WHAT TO DO – If a line of the records holds the word "rateRatio", copy it out.

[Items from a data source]
use std::path::PathBuf;

use anyhow::{Context, Result};
use indicatif::{ProgressBar, ProgressStyle};

use crate::chart::{self, ChartSize};
use crate::data::export;
use crate::data::filter::MetricFilter;
use crate::data::loader;
use crate::error::VecPlotError;
use crate::Args;

// ---------------------------------------------------------------------------
// Pipeline: discover → parse → filter → group → render
// ---------------------------------------------------------------------------

/// What a successful run produced.
#[derive(Debug, Default)]
pub struct RunSummary {
    pub files: usize,
    pub rows: usize,
    pub matched: usize,
    pub charts: Vec<PathBuf>,
}

pub fn run(args: &Args) -> Result<RunSummary> {
    // Compile patterns first so a typo fails before any parsing.
    let filter = MetricFilter::new(&args.metric)?;

    let files = loader::discover_vector_files(&args.results, args.max_runs)?;
    log::info!("Reading {} .vec file(s) from {}", files.len(), args.results.display());

    let progress = progress_bar(files.len(), args.quiet);
    let all = loader::load_all(&files, &progress)?;
    if all.is_empty() {
        return Err(VecPlotError::NoData {
            dir: args.results.clone(),
        }
        .into());
    }
    log::info!("Loaded {} samples", all.len());

    let selected = filter.apply(&all);
    if selected.is_empty() {
        return Err(VecPlotError::NoMatch {
            patterns: filter.sources().to_vec(),
        }
        .into());
    }
    log::info!("{} samples match {:?}", selected.len(), filter.sources());

    if let Some(csv_path) = &args.export_csv {
        export::write_csv(csv_path, &selected)?;
    }

    std::fs::create_dir_all(&args.outdir)
        .with_context(|| format!("creating {}", args.outdir.display()))?;

    let size = ChartSize {
        width: args.width,
        height: args.height,
    };
    let mut charts = Vec::new();
    for (key, series) in selected.group_by_run_metric() {
        let path = chart::render_chart(&args.outdir, &key, &series, size)?;
        log::info!("Wrote {}", path.display());
        charts.push(path);
    }

    Ok(RunSummary {
        files: files.len(),
        rows: all.len(),
        matched: selected.len(),
        charts,
    })
}

fn progress_bar(len: usize, quiet: bool) -> ProgressBar {
    if quiet {
        return ProgressBar::hidden();
    }
    let pb = ProgressBar::new(len as u64);
    let style = ProgressStyle::default_bar()
        .template("{spinner:.green} [{bar:40.cyan/blue}] {pos}/{len} runs {msg}")
        .map(|s| s.progress_chars("=>-"))
        .unwrap_or_else(|_| ProgressStyle::default_bar());
    pb.set_style(style);
    pb
}

#[cfg(test)]
mod tests {
    use super::*;
    use clap::Parser;
    use std::fs;
    use std::path::Path;

    fn args(results: &Path, outdir: &Path, metrics: &[&str]) -> Args {
        let mut argv = vec![
            "vecplot".to_string(),
            "--quiet".to_string(),
            "--results".to_string(),
            results.display().to_string(),
            "--outdir".to_string(),
            outdir.display().to_string(),
        ];
        for m in metrics {
            argv.push("--metric".to_string());
            argv.push(m.to_string());
        }
        Args::try_parse_from(argv).unwrap()
    }

    fn kind(err: &anyhow::Error) -> Option<&VecPlotError> {
        err.downcast_ref::<VecPlotError>()
    }

    #[test]
    fn no_input_files_is_no_data() {
        let dir = tempfile::tempdir().unwrap();
        let out = dir.path().join("figs");
        let err = run(&args(dir.path(), &out, &["x"])).unwrap_err();
        assert!(matches!(kind(&err), Some(VecPlotError::NoData { .. })));
        assert!(!out.exists());
    }

    #[test]
    fn files_without_samples_is_no_data() {
        let dir = tempfile::tempdir().unwrap();
        fs::write(dir.path().join("r.vec"), "version 3\n1 0 0.5 1.0\n").unwrap();
        let err = run(&args(dir.path(), &dir.path().join("figs"), &["x"])).unwrap_err();
        assert!(matches!(kind(&err), Some(VecPlotError::NoData { .. })));
        assert!(err.to_string().contains("no valid data"));
    }

    #[test]
    fn unmatched_metric_is_no_match() {
        let dir = tempfile::tempdir().unwrap();
        fs::write(dir.path().join("r.vec"), "vector 1 m offsetFromGm ETV\n1 0 0.5 1.0\n").unwrap();
        let err = run(&args(dir.path(), &dir.path().join("figs"), &["rateRatio.*"])).unwrap_err();
        match kind(&err) {
            Some(VecPlotError::NoMatch { patterns }) => assert_eq!(patterns, &["rateRatio.*"]),
            other => panic!("unexpected error: {other:?}"),
        }
    }

    #[test]
    fn bad_pattern_fails_before_parsing() {
        let dir = tempfile::tempdir().unwrap();
        let err = run(&args(dir.path(), &dir.path().join("figs"), &["("])).unwrap_err();
        assert!(matches!(kind(&err), Some(VecPlotError::InvalidPattern { .. })));
    }

    #[test]
    fn non_numeric_sample_aborts_the_run() {
        let dir = tempfile::tempdir().unwrap();
        fs::write(dir.path().join("r.vec"), "vector 1 m x ETV\n1 0 zero 1.0\n").unwrap();
        let err = run(&args(dir.path(), &dir.path().join("figs"), &["x"])).unwrap_err();
        assert!(matches!(
            kind(&err),
            Some(VecPlotError::BadNumber { field: "time", line: 2, .. })
        ));
    }

    #[test]
    fn cli_defaults() {
        let a = Args::try_parse_from(["vecplot", "--metric", "offset"]).unwrap();
        assert_eq!(a.results, PathBuf::from("results"));
        assert_eq!(a.outdir, PathBuf::from("figs"));
        assert_eq!(a.metric, vec!["offset".to_string()]);
        assert_eq!(a.max_runs, None);
        assert_eq!((a.width, a.height), (960, 720));
        assert!(a.export_csv.is_none());
    }

    #[test]
    fn metric_is_required_and_repeatable() {
        assert!(Args::try_parse_from(["vecplot"]).is_err());
        let a = Args::try_parse_from(["vecplot", "--metric", "a", "--metric", "b", "--max-runs", "3"]).unwrap();
        assert_eq!(a.metric, vec!["a".to_string(), "b".to_string()]);
        assert_eq!(a.max_runs, Some(3));
    }

    #[test]
    fn zero_chart_size_is_rejected() {
        assert!(Args::try_parse_from(["vecplot", "--metric", "a", "--width", "0"]).is_err());
        assert!(Args::try_parse_from(["vecplot", "--metric", "a", "--height", "0"]).is_err());
        let a = Args::try_parse_from(["vecplot", "--metric", "a", "--width", "1", "--height", "1"]).unwrap();
        assert_eq!((a.width, a.height), (1, 1));
    }

    #[test]
    fn writes_one_png_per_run_metric_and_overwrites_on_rerun() {
        let dir = tempfile::tempdir().unwrap();
        let results = dir.path().join("results");
        fs::create_dir(&results).unwrap();
        fs::write(
            results.join("r.vec"),
            concat!(
                "vector 1 modA offsetFromGm:vector ETV\n",
                "vector 2 modB offsetFromGm:vector ETV\n",
                "vector 3 modA rateRatio:vector ETV\n",
                "1 0 0.0 1.5\n",
                "2 1 0.0 -2.0\n",
                "1 2 1.0 2.5\n",
                "2 3 1.0 -1.0\n",
                "3 4 1.0 1.0001\n",
            ),
        )
        .unwrap();
        let out = dir.path().join("figs").join("nested");
        let a = args(&results, &out, &["offsetFromGm"]);

        let first = run(&a).unwrap();
        let expected = vec![out.join("r_offsetFromGm_vector.png")];
        assert_eq!(first.charts, expected);
        assert_eq!((first.files, first.rows, first.matched), (1, 5, 4));

        let bytes = fs::read(&expected[0]).unwrap();
        assert!(bytes.len() > 8);
        assert_eq!(&bytes[..8], b"\x89PNG\r\n\x1a\n");

        let second = run(&a).unwrap();
        assert_eq!(second.charts, expected);
        let pngs = fs::read_dir(&out).unwrap().count();
        assert_eq!(pngs, 1);
    }
}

COMPLETED TASK –
        let err = run(&args(dir.path(), &dir.path().join("figs"), &["rateRatio.*"])).unwrap_err();
            Some(VecPlotError::NoMatch { patterns }) => assert_eq!(patterns, &["rateRatio.*"]),
                "vector 3 modA rateRatio:vector ETV\n",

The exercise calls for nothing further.